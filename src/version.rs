//! The version table: an append-only list of published roots.
//!
//! Every read and write resolves its version id here first. Writes build a
//! new root from the resolved one and publish it as the next id. Published
//! entries are never changed or removed, so a version id stays valid and its
//! contents stay fixed for the lifetime of the table.

use std::fmt;
use std::sync::Arc;

use rustc_hash::FxHashSet;
use serde::Deserialize;
use serde::Serialize;

use crate::error::Error;
use crate::error::Result;
use crate::error::signed;
use crate::tree;
use crate::tree::Copied;
use crate::tree::Iter;
use crate::tree::Node;

/// Dense identifier of a version. Version 0 is the initial sequence.
#[derive(Clone, Copy, Debug, PartialEq, Eq, PartialOrd, Ord, Hash, Serialize, Deserialize)]
#[serde(transparent)]
pub struct VersionId(pub usize);

impl VersionId {
    /// The id of the initial version.
    pub const INITIAL: VersionId = VersionId(0);

    /// The id that follows this one.
    pub fn next(self) -> VersionId {
        return VersionId(self.0 + 1);
    }
}

impl fmt::Display for VersionId {
    fn fmt(&self, f: &mut fmt::Formatter<'_>) -> fmt::Result {
        return write!(f, "{}", self.0);
    }
}

impl From<usize> for VersionId {
    fn from(id: usize) -> VersionId {
        return VersionId(id);
    }
}

/// A published version. Never modified after it is pushed.
struct Entry<T> {
    root: Arc<Node<T>>,
    size: usize,
}

/// Append-only mapping from version id to root.
///
/// Invariant: `entries` is never empty, and entry `i` holds version `i`.
pub struct VersionTable<T> {
    entries: Vec<Entry<T>>,
}

impl<T> VersionTable<T> {
    /// Create a table whose version 0 is `root`.
    pub fn new(root: Arc<Node<T>>) -> VersionTable<T> {
        let size = root.size();
        tracing::debug!(version = 0, size, "published initial version");
        return VersionTable {
            entries: vec![Entry { root, size }],
        };
    }

    /// The most recently published version.
    pub fn current(&self) -> VersionId {
        return VersionId(self.entries.len() - 1);
    }

    /// Number of published versions, always at least one.
    pub fn len(&self) -> usize {
        return self.entries.len();
    }

    fn entry(&self, version: VersionId) -> Result<&Entry<T>> {
        return self.entries.get(version.0).ok_or_else(|| Error::InvalidVersion {
            version: signed(version.0),
            current: self.current(),
        });
    }

    /// The root of `version`.
    pub fn resolve(&self, version: VersionId) -> Result<&Arc<Node<T>>> {
        return Ok(&self.entry(version)?.root);
    }

    /// The element count recorded for `version`.
    pub fn size(&self, version: VersionId) -> Result<usize> {
        return Ok(self.entry(version)?.size);
    }

    /// Resolve `version` and check `index` against its size.
    fn locate(&self, version: VersionId, index: usize) -> Result<&Arc<Node<T>>> {
        let entry = self.entry(version)?;
        if index >= entry.size {
            return Err(Error::IndexOutOfRange {
                index: signed(index),
                version,
                size: entry.size,
            });
        }
        return Ok(&entry.root);
    }

    /// Append a new entry and advance the current version.
    fn publish(&mut self, root: Arc<Node<T>>) -> VersionId {
        let size = root.size();
        self.entries.push(Entry { root, size });
        return self.current();
    }

    /// The element at `index` in `version`.
    pub fn get(&self, version: VersionId, index: usize) -> Result<&T> {
        let root = self.locate(version, index)?;
        return tree::get(root, index).ok_or_else(|| Error::IndexOutOfRange {
            index: signed(index),
            version,
            size: root.size(),
        });
    }

    /// Publish a copy of `version` with `index` replaced by `value`.
    pub fn set(&mut self, version: VersionId, index: usize, value: T) -> Result<VersionId> {
        let root = self.locate(version, index)?;
        let Copied { root, allocated } = tree::set(root, index, value);
        let id = self.publish(root);
        tracing::debug!(from = version.0, version = id.0, index, allocated, "published set");
        return Ok(id);
    }

    /// Publish a copy of `version` with `value` added at the end.
    pub fn append(&mut self, version: VersionId, value: T) -> Result<VersionId> {
        let root = self.resolve(version)?;
        let Copied { root, allocated } = tree::append(root, value);
        let size = root.size();
        let id = self.publish(root);
        tracing::debug!(from = version.0, version = id.0, size, allocated, "published append");
        return Ok(id);
    }

    /// In-order iterator over `version`.
    pub fn iter(&self, version: VersionId) -> Result<Iter<'_, T>> {
        return Ok(Iter::new(self.resolve(version)?));
    }

    /// Height of the tree behind `version`.
    pub fn height(&self, version: VersionId) -> Result<usize> {
        return Ok(tree::height(self.resolve(version)?));
    }

    /// Distinct nodes reachable from any version.
    pub fn shared_node_count(&self) -> usize {
        let mut seen = FxHashSet::default();
        for entry in &self.entries {
            tree::visit(&entry.root, &mut seen);
        }
        return seen.len();
    }

    /// Sum of per-version node counts, as if nothing were shared.
    pub fn unshared_node_count(&self) -> usize {
        return self.entries.iter().map(|entry| tree::node_count(&entry.root)).sum();
    }
}

/// Operations common to every versioned sequence.
///
/// Reads take any published version. Writes derive a new version from any
/// published version, not just the current one, and return its id.
pub trait Versioned<T> {
    /// The element at `index` in `version`.
    fn get(&self, version: VersionId, index: usize) -> Result<&T>;

    /// Derive a new version with `index` replaced by `value`.
    fn set(&mut self, version: VersionId, index: usize, value: T) -> Result<VersionId>;

    /// Number of elements in `version`.
    fn get_size(&self, version: VersionId) -> Result<usize>;

    /// The most recently published version.
    fn current_version(&self) -> VersionId;

    /// Number of published versions.
    fn version_count(&self) -> usize;

    /// In-order iterator over `version`.
    fn iter(&self, version: VersionId) -> Result<Iter<'_, T>>;

    /// Collect `version` into a vector.
    fn to_vec(&self, version: VersionId) -> Result<Vec<T>>
    where
        T: Clone,
    {
        return Ok(self.iter(version)?.cloned().collect());
    }
}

§ §

* **How to complete this task**
Check the data for the word "allocated" and pull out the lines that have it.

* **Written solution**
        let Copied { root, allocated } = tree::set(root, index, value);
        tracing::debug!(from = version.0, version = id.0, index, allocated, "published set");
        let Copied { root, allocated } = tree::append(root, value);
        tracing::debug!(from = version.0, version = id.0, size, allocated, "published append");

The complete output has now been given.